== AIM OF THE TASK ==
Reproduce only the stretch of entries below that begins at the first line and ends at the line holding "to Taffy styles".

== MATERIAL SHOWN ==

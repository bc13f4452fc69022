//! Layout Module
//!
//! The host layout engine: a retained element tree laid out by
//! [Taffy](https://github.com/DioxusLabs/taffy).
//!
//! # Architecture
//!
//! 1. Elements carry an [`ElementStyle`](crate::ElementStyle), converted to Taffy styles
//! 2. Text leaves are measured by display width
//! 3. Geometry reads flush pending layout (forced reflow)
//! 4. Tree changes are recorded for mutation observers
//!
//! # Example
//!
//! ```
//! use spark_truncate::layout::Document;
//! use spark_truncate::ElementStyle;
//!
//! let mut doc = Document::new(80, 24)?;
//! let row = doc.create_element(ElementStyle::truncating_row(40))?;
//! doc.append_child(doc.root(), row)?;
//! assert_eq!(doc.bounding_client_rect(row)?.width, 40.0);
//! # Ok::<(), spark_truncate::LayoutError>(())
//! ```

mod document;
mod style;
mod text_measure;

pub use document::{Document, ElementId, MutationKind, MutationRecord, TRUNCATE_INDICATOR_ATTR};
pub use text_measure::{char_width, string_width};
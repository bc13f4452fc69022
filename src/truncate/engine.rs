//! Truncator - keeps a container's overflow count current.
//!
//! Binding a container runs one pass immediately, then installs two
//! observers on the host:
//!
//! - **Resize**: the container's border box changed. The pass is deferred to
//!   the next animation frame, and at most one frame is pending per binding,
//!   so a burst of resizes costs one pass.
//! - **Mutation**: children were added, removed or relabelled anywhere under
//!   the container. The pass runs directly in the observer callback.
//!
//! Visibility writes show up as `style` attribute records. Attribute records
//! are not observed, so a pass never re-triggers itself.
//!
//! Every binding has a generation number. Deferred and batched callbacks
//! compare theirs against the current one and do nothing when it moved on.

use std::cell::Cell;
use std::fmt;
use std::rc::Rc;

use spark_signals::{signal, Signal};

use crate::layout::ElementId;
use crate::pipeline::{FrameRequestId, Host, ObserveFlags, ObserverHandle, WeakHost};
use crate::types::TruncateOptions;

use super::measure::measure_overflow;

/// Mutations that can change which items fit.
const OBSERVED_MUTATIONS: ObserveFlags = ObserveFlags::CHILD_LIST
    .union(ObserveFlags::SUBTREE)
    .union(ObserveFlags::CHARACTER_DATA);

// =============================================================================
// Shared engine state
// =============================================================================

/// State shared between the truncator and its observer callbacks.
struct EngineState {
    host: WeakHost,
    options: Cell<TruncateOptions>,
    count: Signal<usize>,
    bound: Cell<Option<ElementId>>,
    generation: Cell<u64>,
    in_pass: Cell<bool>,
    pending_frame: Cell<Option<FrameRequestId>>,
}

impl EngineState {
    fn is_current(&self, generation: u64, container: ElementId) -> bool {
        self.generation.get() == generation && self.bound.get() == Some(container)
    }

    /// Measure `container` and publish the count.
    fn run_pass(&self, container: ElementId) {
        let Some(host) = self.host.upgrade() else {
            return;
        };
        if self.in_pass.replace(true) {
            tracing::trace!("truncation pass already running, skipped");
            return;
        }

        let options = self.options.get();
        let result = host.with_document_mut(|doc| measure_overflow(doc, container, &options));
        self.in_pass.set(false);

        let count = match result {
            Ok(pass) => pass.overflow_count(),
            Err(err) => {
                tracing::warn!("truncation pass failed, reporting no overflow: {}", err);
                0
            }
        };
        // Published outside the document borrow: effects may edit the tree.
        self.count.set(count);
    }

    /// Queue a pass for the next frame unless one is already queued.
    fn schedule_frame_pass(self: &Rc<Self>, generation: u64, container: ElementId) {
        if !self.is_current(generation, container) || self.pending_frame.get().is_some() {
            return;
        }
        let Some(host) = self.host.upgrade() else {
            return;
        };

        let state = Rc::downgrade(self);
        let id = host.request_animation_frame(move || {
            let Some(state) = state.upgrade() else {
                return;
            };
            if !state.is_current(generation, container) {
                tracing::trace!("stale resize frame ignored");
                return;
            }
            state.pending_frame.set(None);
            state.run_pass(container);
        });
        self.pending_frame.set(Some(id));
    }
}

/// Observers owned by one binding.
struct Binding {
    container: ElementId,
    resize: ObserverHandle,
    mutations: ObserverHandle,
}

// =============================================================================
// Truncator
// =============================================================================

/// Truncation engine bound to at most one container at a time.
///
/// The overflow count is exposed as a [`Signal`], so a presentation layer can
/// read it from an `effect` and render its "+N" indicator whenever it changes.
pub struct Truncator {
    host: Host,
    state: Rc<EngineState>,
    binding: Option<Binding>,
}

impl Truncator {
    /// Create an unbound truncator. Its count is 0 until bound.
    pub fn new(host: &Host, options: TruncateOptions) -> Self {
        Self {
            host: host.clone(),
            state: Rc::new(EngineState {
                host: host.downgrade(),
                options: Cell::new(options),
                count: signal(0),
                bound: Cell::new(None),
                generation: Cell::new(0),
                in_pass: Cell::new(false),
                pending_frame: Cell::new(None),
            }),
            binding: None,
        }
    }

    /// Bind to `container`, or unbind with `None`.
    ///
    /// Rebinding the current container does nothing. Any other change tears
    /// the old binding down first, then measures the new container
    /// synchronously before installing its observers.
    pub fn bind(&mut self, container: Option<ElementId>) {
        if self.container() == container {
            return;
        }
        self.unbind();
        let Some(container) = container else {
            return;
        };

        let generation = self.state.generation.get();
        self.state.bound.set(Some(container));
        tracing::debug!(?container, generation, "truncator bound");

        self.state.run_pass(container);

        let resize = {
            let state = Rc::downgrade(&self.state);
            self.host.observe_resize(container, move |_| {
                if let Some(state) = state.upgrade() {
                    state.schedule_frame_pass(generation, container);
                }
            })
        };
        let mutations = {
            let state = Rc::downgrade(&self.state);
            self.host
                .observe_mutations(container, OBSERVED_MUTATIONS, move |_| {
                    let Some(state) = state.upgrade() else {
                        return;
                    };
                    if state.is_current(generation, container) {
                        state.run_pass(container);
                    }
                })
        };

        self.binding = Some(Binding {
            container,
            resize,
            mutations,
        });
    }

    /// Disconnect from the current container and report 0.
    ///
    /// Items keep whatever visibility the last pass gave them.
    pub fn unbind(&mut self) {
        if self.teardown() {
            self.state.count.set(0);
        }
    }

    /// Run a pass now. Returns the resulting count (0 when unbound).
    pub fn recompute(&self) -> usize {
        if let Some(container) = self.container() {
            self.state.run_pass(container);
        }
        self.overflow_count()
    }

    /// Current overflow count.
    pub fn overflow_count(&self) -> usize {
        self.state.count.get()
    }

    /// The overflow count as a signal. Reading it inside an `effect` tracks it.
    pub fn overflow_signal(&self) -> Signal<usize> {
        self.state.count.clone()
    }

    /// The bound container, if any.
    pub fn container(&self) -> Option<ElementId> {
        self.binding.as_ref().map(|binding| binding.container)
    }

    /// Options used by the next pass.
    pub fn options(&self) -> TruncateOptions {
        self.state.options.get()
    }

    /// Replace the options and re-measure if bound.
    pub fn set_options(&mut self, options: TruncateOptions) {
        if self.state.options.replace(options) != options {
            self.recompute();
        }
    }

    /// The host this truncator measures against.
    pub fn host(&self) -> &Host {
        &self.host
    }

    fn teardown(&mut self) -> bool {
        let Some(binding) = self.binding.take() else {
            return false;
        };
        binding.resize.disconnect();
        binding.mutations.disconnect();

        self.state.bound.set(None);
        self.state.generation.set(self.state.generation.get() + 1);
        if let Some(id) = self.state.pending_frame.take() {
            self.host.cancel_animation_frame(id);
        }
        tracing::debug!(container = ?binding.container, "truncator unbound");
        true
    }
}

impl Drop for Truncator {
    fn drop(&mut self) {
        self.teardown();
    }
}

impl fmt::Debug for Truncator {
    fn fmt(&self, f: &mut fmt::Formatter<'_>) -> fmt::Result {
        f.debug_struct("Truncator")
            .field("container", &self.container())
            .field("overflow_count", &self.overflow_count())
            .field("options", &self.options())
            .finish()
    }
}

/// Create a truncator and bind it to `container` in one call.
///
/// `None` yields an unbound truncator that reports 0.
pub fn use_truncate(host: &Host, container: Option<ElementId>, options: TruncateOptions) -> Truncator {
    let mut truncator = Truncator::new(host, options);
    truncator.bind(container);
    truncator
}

== REPLY ==
repository bc13f4452fc69022
//! Layout Module
//!
//! The host layout engine: a retained element tree laid out by
//! [Taffy](https://github.com/DioxusLabs/taffy).
//!
//! # Architecture
//!
//! 1. Elements carry an [`ElementStyle`](crate::ElementStyle), converted to Taffy styles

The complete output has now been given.